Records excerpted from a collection
+++++
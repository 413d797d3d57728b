//! Elastic worker pool.
//!
//! Workers are plain OS threads spawned on demand, up to `max_workers`
//! active at a time. A worker parked in `yield_rule` or `join` does not
//! count toward that cap, so a replacement may be spawned while it waits.
//! Idle workers above `min_workers` retire after `idle_timeout`.
//!
//! Accounting invariant, maintained under the manager's state lock:
//! `threads == starting + idle + busy + parked`.

mod worker;

use std::collections::HashMap;
use std::sync::Arc;
use std::thread::{self, JoinHandle};
use std::time::Instant;

use tracing::{debug, error, warn};

use crate::core::error::{JobError, ProgrammingError};
use crate::core::listener::JobEventKind;
use crate::job::{Job, JobResult, JobState};
use crate::manager::stats::ManagerCounters;
use crate::manager::{Inner, ManagerState};

pub(crate) use worker::Worker;
pub use worker::WorkerAbort;

#[derive(Debug, Default)]
pub(crate) struct WorkerPool {
    pub threads: usize,
    /// Spawned but not yet looking for work.
    pub starting: usize,
    pub idle: usize,
    pub busy: usize,
    pub parked: usize,
    pub next_id: usize,
    pub handles: HashMap<usize, JoinHandle<()>>,
}

impl WorkerPool {
    /// Workers counted against `max_workers`.
    pub const fn active(&self) -> usize {
        self.threads - self.parked
    }
}

impl Inner {
    /// Spawn workers for `eligible` jobs nobody is free to take, and keep one
    /// worker around while a timed sleeper is pending.
    pub(crate) fn ensure_worker(self: &Arc<Self>, st: &mut ManagerState, eligible: usize) {
        if st.shutdown {
            return;
        }
        let free = st.pool.idle + st.pool.starting;
        let mut wanted = eligible.saturating_sub(free);
        if wanted == 0 && free == 0 && st.queue.next_wake().is_some() {
            wanted = 1;
        }
        while wanted > 0 && st.pool.active() < self.config.max_workers {
            if !self.spawn_worker(st) {
                break;
            }
            wanted -= 1;
        }
    }

    fn spawn_worker(self: &Arc<Self>, st: &mut ManagerState) -> bool {
        let worker_id = st.pool.next_id;
        st.pool.next_id += 1;
        let inner = Arc::clone(self);
        let spawned = thread::Builder::new()
            .name(format!("{}-{worker_id}", self.config.thread_name_prefix))
            .stack_size(self.config.thread_stack_size)
            .spawn(move || Worker::new(worker_id, inner).run());
        match spawned {
            Ok(handle) => {
                st.pool.threads += 1;
                st.pool.starting += 1;
                st.pool.handles.insert(worker_id, handle);
                debug!(worker_id, threads = st.pool.threads, "spawned worker");
                true
            }
            Err(err) => {
                error!(worker_id, error = %err, "failed to spawn worker thread");
                false
            }
        }
    }

    /// Block the calling worker until a job is handed to it. Returns `None`
    /// when the worker should exit.
    pub(crate) fn start_job(self: &Arc<Self>, worker: &mut Worker) -> Option<Job> {
        let me = thread::current().id();
        let idle_timeout = self.config.idle_timeout();
        let mut st = self.state.lock();
        if worker.started {
            st.pool.busy -= 1;
        } else {
            st.pool.starting -= 1;
            worker.started = true;
        }
        st.pool.idle += 1;

        let mut idle_deadline = Instant::now() + idle_timeout;
        let job = loop {
            if st.shutdown {
                break None;
            }
            // On success dispatch moves this worker from idle to busy.
            if let Some(job) = self.dispatch(&mut st, Some(me)) {
                break Some(job);
            }
            let deadline = st
                .queue
                .next_wake()
                .map_or(idle_deadline, |at| at.min(idle_deadline));
            let timed_out = self.work_available.wait_until(&mut st, deadline).timed_out();
            if timed_out && Instant::now() >= idle_deadline {
                let timer_duty = st.pool.idle == 1 && st.queue.next_wake().is_some();
                if st.pool.threads > self.config.min_workers && !timer_duty {
                    break None;
                }
                idle_deadline = Instant::now() + idle_timeout;
            }
        };
        if job.is_none() {
            st.pool.idle -= 1;
            st.pool.threads -= 1;
            worker.retired = true;
            debug!(worker_id = worker.id, threads = st.pool.threads, "worker retiring");
        }
        drop(st);
        self.flush_events();
        job
    }

    /// Record a finished job, release whatever it left behind, and let
    /// blocked jobs through.
    pub(crate) fn end_job(self: &Arc<Self>, job: &Job, result: JobResult) {
        let me = thread::current().id();
        let mut st = self.state.lock();
        let terminal = match &result {
            JobResult::Completed => {
                ManagerCounters::bump(&self.counters.completed);
                JobState::Done
            }
            JobResult::Failed(_) => {
                ManagerCounters::bump(&self.counters.failed);
                JobState::Done
            }
            JobResult::Cancelled => {
                ManagerCounters::bump(&self.counters.cancelled);
                JobState::Cancelled
            }
        };
        // The terminal state is visible before anyone can see the rule free.
        {
            let mut status = job.status();
            status.result = Some(result.clone());
            status.thread = None;
        }
        job.transition(terminal);
        st.queue.finish(job.id());
        let leaked = {
            let mut graph = self.locks.graph();
            graph.remove_job_rule(me, job.id());
            let leaked = graph.release_thread(me);
            self.locks.notify_all();
            leaked
        };
        debug!(job_id = job.id(), job = job.name(), state = ?terminal, "job finished");
        self.events.emit(job, JobEventKind::Done, Some(result.clone()));
        self.events.finalize(job.clone());
        self.dispatch(&mut st, None);
        drop(st);

        if !leaked.is_empty() {
            warn!(job_id = job.id(), job = job.name(), "job finished holding rules or locks");
        }
        if let JobResult::Failed(cause) = &result {
            self.reporter.report_failure(job.id(), job.name(), cause);
        }
        for resource in leaked.descriptions() {
            let cause = anyhow::Error::new(JobError::from(ProgrammingError::LeakedResource {
                job: job.id(),
                resource,
            }));
            self.reporter.report_failure(job.id(), job.name(), &cause);
        }
        self.flush_events();
    }

    /// Worker thread exit. An aborted worker keeps its handle so shutdown
    /// can observe the panic.
    pub(crate) fn end_worker(self: &Arc<Self>, worker: &Worker) {
        let aborted = thread::panicking();
        let mut st = self.state.lock();
        if !worker.retired {
            st.pool.threads -= 1;
            if worker.started {
                st.pool.busy -= 1;
            } else {
                st.pool.starting -= 1;
            }
        }
        if aborted {
            ManagerCounters::bump(&self.counters.aborted_workers);
            error!(worker_id = worker.id, "worker aborted");
            // Replace the lost worker if jobs are waiting.
            self.dispatch(&mut st, None);
        } else {
            st.pool.handles.remove(&worker.id);
        }
        drop(st);
        if aborted {
            self.flush_events();
        }
        debug!(worker_id = worker.id, "worker thread exiting");
    }
}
+++++
WHAT THE EXERCISE ASKS
Your reply should hold every line from the data that contains "JobResult", copied in full.

RESPONSE TO THIS EXERCISE
use crate::job::{Job, JobResult, JobState};
    pub(crate) fn end_job(self: &Arc<Self>, job: &Job, result: JobResult) {
            JobResult::Completed => {
            JobResult::Failed(_) => {
            JobResult::Cancelled => {
        if let JobResult::Failed(cause) = &result {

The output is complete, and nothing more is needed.